Mon inquiétude au sujet de cette nouvelle compagne se confirme. Elle ne sera jamais une alliée. Elle est dévouée à Gilead et à son fonctionnement.
- As-tu entendu parler de la mort de DeJohn ?
- Oui… Quelle tragédie… Renversée par une voiture
- Effectivement… Sa compagne de marché à craqué… Elle l'a poussée sous les roues… Que Dieu bénisse son âme…
Si elle n'a pas compris le message que je tente de lui envoyer avec si peu de subtilités, je pense qu'elle ne le comprendra jamais. Je regarde le bus qui passe devant nous à tout allure et sourit à ma voisine qui semble mal à l'aise. Je suis plutôt satisfaite de moi et la plante sur le trottoir tandis que je rejoins la maison du commandant qui m'attends sur le perron avec un air inquiet.
- Que se passe-t-il ?
- Entrez ! Nous devons parler…
Il m'informe du plan tordu concocté par Serena et Luke pour venir me retrouver et je sors de mes gonds en imaginant que j'ai pu faire tout ça pour rien. Ils ne comprennent pas que les savoir en sécurité m'aide à tenir bon ici. J'attrape le téléphone que me tend le commandant Lawrence. Une première sonnerie retentit et mon cœur commence à s'accélérer. La seconde sonnerie et une voix que je connais si bien me réponds :
- Allo ?
Malgré mes yeux fermés par l'émotion, mes larmes ne peuvent s'empêcher de couler pendant que je réponds à mon interlocutrice.
- C'est moi…
Un silence au bout du fil. Je peux entendre sa respiration devenir plus lourde et un corps tomber sur une chaise plutôt violemment.
- June ? June c'est toi ?
- Oui Serena… C'est moi… Ecoute-moi… je n'ai pas beaucoup de temps… Je vais bien… je suis chez le commandant Lawrence et tout va bien… Je serai bientôt là avec Hannah… Mais vous ne pouvez pas venir Luke et toi, c'est beaucoup trop dangereux ! Tu m'entends ? Vous ne pouvez pas venir !

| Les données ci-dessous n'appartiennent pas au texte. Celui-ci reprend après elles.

//! Capability boundary to the external container runtime.
//!
//! The session controller only ever talks to [`ContainerRuntime`]; the Docker
//! adapter lives in [`docker`].

use std::{collections::BTreeMap, time::Duration};

pub mod docker;

pub use docker::DockerRuntime;

#[derive(Debug, Clone, PartialEq, Eq, thiserror::Error)]
pub enum RuntimeError {
    #[error("not found: {0}")]
    NotFound(String),
    #[error("conflict: {0}")]
    Conflict(String),
    #[error("container runtime unavailable: {0}")]
    Unavailable(String),
    #[error("container runtime error: {0}")]
    Other(String),
}

impl RuntimeError {
    pub fn is_not_found(&self) -> bool {
        matches!(self, Self::NotFound(_))
    }
}

/// Host port -> container port publication requested at create time.
#[derive(Debug, Clone, Copy, PartialEq, Eq)]
pub struct PortBinding {
    pub container_port: u16,
    pub host_port: u16,
}

/// Everything needed to create one session container.
#[derive(Debug, Clone, Default, PartialEq, Eq)]
pub struct ContainerSpec {
    pub name: String,
    pub image: String,
    /// `KEY=value` pairs.
    pub env: Vec<String>,
    pub labels: BTreeMap<String, String>,
    pub port_bindings: Vec<PortBinding>,
    /// Docker bind syntax: `source:target[:ro]`.
    pub binds: Vec<String>,
    /// Mount point -> tmpfs options.
    pub tmpfs: BTreeMap<String, String>,
    pub shm_size_bytes: Option<i64>,
}

/// A port the runtime reports for a container. `public_port` is `None` when
/// the internal port is exposed but not published.
#[derive(Debug, Clone, Copy, PartialEq, Eq)]
pub struct PublishedPort {
    pub private_port: u16,
    pub public_port: Option<u16>,
}

#[derive(Debug, Clone, Default, PartialEq, Eq)]
pub struct ContainerInfo {
    pub id: String,
    /// Raw runtime name; Docker prefixes it with `/`.
    pub name: String,
    pub image: String,
    pub labels: BTreeMap<String, String>,
    pub ports: Vec<PublishedPort>,
    pub running: bool,
}

impl ContainerInfo {
    /// Name without the runtime's leading separator.
    pub fn display_name(&self) -> &str {
        self.name.strip_prefix('/').unwrap_or(&self.name)
    }

    pub fn public_port_for(&self, private_port: u16) -> Option<u16> {
        self.ports
            .iter()
            .filter(|p| p.private_port == private_port)
            .find_map(|p| p.public_port)
    }

    pub fn label(&self, key: &str) -> Option<&str> {
        self.labels.get(key).map(String::as_str)
    }
}

#[async_trait::async_trait]
pub trait ContainerRuntime: Send + Sync {
    async fn ping(&self) -> Result<(), RuntimeError>;

    /// Returns the runtime handle (container id).
    async fn create_container(&self, spec: &ContainerSpec) -> Result<String, RuntimeError>;

    async fn start_container(&self, id: &str) -> Result<(), RuntimeError>;

    /// Running containers whose image reference contains `image_match`, in
    /// runtime order.
    async fn list_running(&self, image_match: &str) -> Result<Vec<ContainerInfo>, RuntimeError>;

    async fn inspect_container(&self, id: &str) -> Result<ContainerInfo, RuntimeError>;

    /// Fire-and-forget: returns once the runtime accepted the exec, without
    /// waiting for the command to finish.
    async fn exec_detached(&self, id: &str, cmd: Vec<String>) -> Result<(), RuntimeError>;

    async fn stop_container(&self, id: &str, timeout: Duration) -> Result<(), RuntimeError>;

    /// `remove_volumes` only covers anonymous volumes; named volumes survive.
    async fn remove_container(&self, id: &str, remove_volumes: bool) -> Result<(), RuntimeError>;

    /// Create-if-absent.
    async fn ensure_volume(
        &self,
        name: &str,
        labels: &BTreeMap<String, String>,
    ) -> Result<(), RuntimeError>;

    async fn remove_volume(&self, name: &str) -> Result<(), RuntimeError>;
}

- C'est trop tard June, on a pris notre décision… Moira va s'occuper de Nichole et nous venons vous chercher Hannah et toi ! Il n'y a pas de discussion possible.
- NON ! Serena s'il te plaît… TU ne peux pas revenir à Gilead ! Tu es recherchée pour haute trahison, tu seras exécutée si tu remets un pied ici ! Tu ne peux pas, tu comprends ! C'est hors de question !
- June…
- S'il te plaît Serena… Je ne pourrais pas… Je ne pourrais pas être sereine si je sais que tu es en danger… Tu ne peux pas et tu ne dois pas ! Nichole a besoin de toi…
- Elle a besoin de toi aussi ! Et moi aussi j'ai besoin de toi June… moi aussi…
- Je serai bientôt là… Je te le promets… mais de ton côté tu dois me promettre de ne rien faire de stupide et de rester en sécurité auprès de Luke au Canada ! Je ne veux pas de vous ici !
- Tu ne te rends pas compte de ce que tu me demandes June… Ou même de ce que tu fais subir à Luke, et à Moira…
- Vous pourrez me blâmer autant que vous voudrez quand je serai là… Pour l'instant j'ai besoin que tu me promettes.
J'entends Serena pleurer à l'autre bout du fil. Je sais que ce que je demande est compliqué pour eux. Je sais qu'ils préféreraient être ici avec moi pour m'aider, mais c'est beaucoup trop dangereux. Pour l'un comme pour l'autre. Je ne m'en remettrais pas s'il devait arriver quelque chose à l'un ou l'autre.
- S'il te plaît Serena…
- Promis… Je vais parler à Luke… Mais tu devrais l'appeler… Il en a besoin !
- Je le ferai… Pour l'instant… Dis leur que je les aime d'accord ? Luke… Moira… Nichole… Dis leur que je les aime et que je serai bientôt là…
- June ?
- Je sais…
Je sais ce qu'elle allait me dire, mais je ne veux pas l'entendre. Je ne veux pas entendre qu'elle aussi tient à moi, qu'elle aussi m'aime. Parce que je serais obligée de répondre. Et si je suis complétement honnête avec moi-même, je n'ai aucune idée de ce que pourrait être ma réponse.